I think of the films enshrined in the lexicon of cinematic erotica—Bound (1996), 9 1⁄2 Weeks (1996), Eyes Wide Shut (1999), Y Tu Mamá También (2000), Blue is the Warmest Color (2013), Call Me by Your Name (2017) among themand wonder why they never had that rousing effect on me. They were provocative, yes, but perhaps the marketing pre-empted the titillating wallop of discovering an aphrodisiac firsthand.

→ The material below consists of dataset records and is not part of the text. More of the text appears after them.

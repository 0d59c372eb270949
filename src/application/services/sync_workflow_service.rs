//! Sync Workflow Service - Build, submit, then wait for the sync job
//!
//! A rejected submission (any status other than 200) is logged and reported
//! as [`WorkflowOutcome::Rejected`]; it is not an error. Transport failures,
//! poll timeouts and an unreachable status endpoint are.

use std::sync::Arc;

use tracing::{error, info, instrument};

use super::item_payload_service::ItemPayloadService;
use super::job_poller::{JobPoller, PollError, PollOutcome};
use crate::application::ports::outbound::{ClockPort, ItemSyncPort, SyncApiError};

#[derive(Debug, thiserror::Error)]
pub enum WorkflowError {
    #[error("sync_update submission failed: {0}")]
    Submit(#[from] SyncApiError),
    #[error(transparent)]
    Poll(#[from] PollError),
}

#[derive(Debug, Clone)]
pub enum WorkflowOutcome {
    /// The endpoint refused the batch; no job was polled
    Rejected { status: u16, body: String },
    /// The job reached `success` or `failure`
    Completed(PollOutcome),
}

pub struct SyncWorkflowService<S: ItemSyncPort, C: ClockPort> {
    payload: ItemPayloadService,
    api: Arc<S>,
    poller: JobPoller<S, C>,
    item_count: u32,
}

impl<S: ItemSyncPort, C: ClockPort> SyncWorkflowService<S, C> {
    pub fn new(
        payload: ItemPayloadService,
        api: Arc<S>,
        poller: JobPoller<S, C>,
        item_count: u32,
    ) -> Self {
        Self {
            payload,
            api,
            poller,
            item_count,
        }
    }

    #[instrument(skip(self), fields(item_count = self.item_count))]
    pub async fn run(&self) -> Result<WorkflowOutcome, WorkflowError> {
        let items = self.payload.generate(self.item_count);
        let response = self.api.sync_update(&items).await?;

        if !response.is_accepted() {
            error!("Request failed: {}", response.status);
            error!("Response body: {}", response.body);
            return Ok(WorkflowOutcome::Rejected {
                status: response.status,
                body: response.body,
            });
        }

        let job_id = response.job_id()?;
        info!("Job ID: {}", job_id);

        let outcome = self.poller.wait_for_completion(&job_id).await?;
        Ok(WorkflowOutcome::Completed(outcome))
    }
}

Aphrodisiacs allow us to wade into so-called weird territory. In Ordet (1955), an austere black-and-white religious drama about the death and resurrection of a woman in rural Denmark, sensuality arrives in the void of sexual imagery. The Guardian’s Peter Bradshaw underscored the erotic tenor in a birth delivery scene. (Actress Birgitte Federspiel, who was actually pregnant, allowed director Carl Theodor Dreyer to tape record her delivery and use the track in the film.) “Part of its power lies in the undercurrent of sexual tension: Inger's birth cries sound weirdly coital,” he observes. Even in the clinical setting of a delivery room, it’s hard to muffle the idea that pain and pleasure often arrive tangled together.

Climax
Climax (2018)

The elusiveness of aphrodisiacs even manifests in overtly sensual productions. For example, there are plenty of hot, gyrating bodies in Climax (2018), Gaspar Noé’s trippy, noir thriller about a French dance troupe on LSD. Even through the group orgy, the film’s tease is arguably more conceptual. A scene when Noé tilts the camera upside down, for instance, evokes a kind of subversive sexual energy that made the blood rush to my head. It made me feel robust and athletic, conjuring the same light-headed sensation as having sex with your head hanging mid-air.

A similar abstract quality happens in Jean Luc Godard’s A Married Woman (1964). Here, the camera artfully sketches erogenous terrains—the summit of the knee, the dip of a clavicle, the wandering hand. Learning from his idol Robert Bresson, the original master of the quiet gesture (see The Pickpocket (1959) for evidence of how our hands betray our concupiscent nature), Godard conveys the electricity contained within the lightest graze.

Married Woman
A Married Woman (1964)

The only thing more thrilling than finding an aphrodisiac is recognizing it in another’s eyes. Once a friend and I found ourselves alone in a dark gallery at MoMA. Projected on the wall was Andy Warhol’s first film, Sleep (1963), a five hour long voyeuristic prank showing nothing but his lover, John Giorno, in deep slumber. But something occurs when you linger long enough to let cynicism fade. Staring at someone so intensely, you begin to feel a fervid seesaw of power dynamics. In one moment you’re a predator, devouring the topography of his face or the texture of his torso at will. In another, you’re a servant to his beauty—slavishly vigilant for every twitch and murmur. This transformation—an erotic oscillation between dominance and devotion—is the pinnacle of aphrodesia. I caught my friend’s eye across the room as this feeling washed over me. We smiled in silence, knowing that we were participants in the tryst.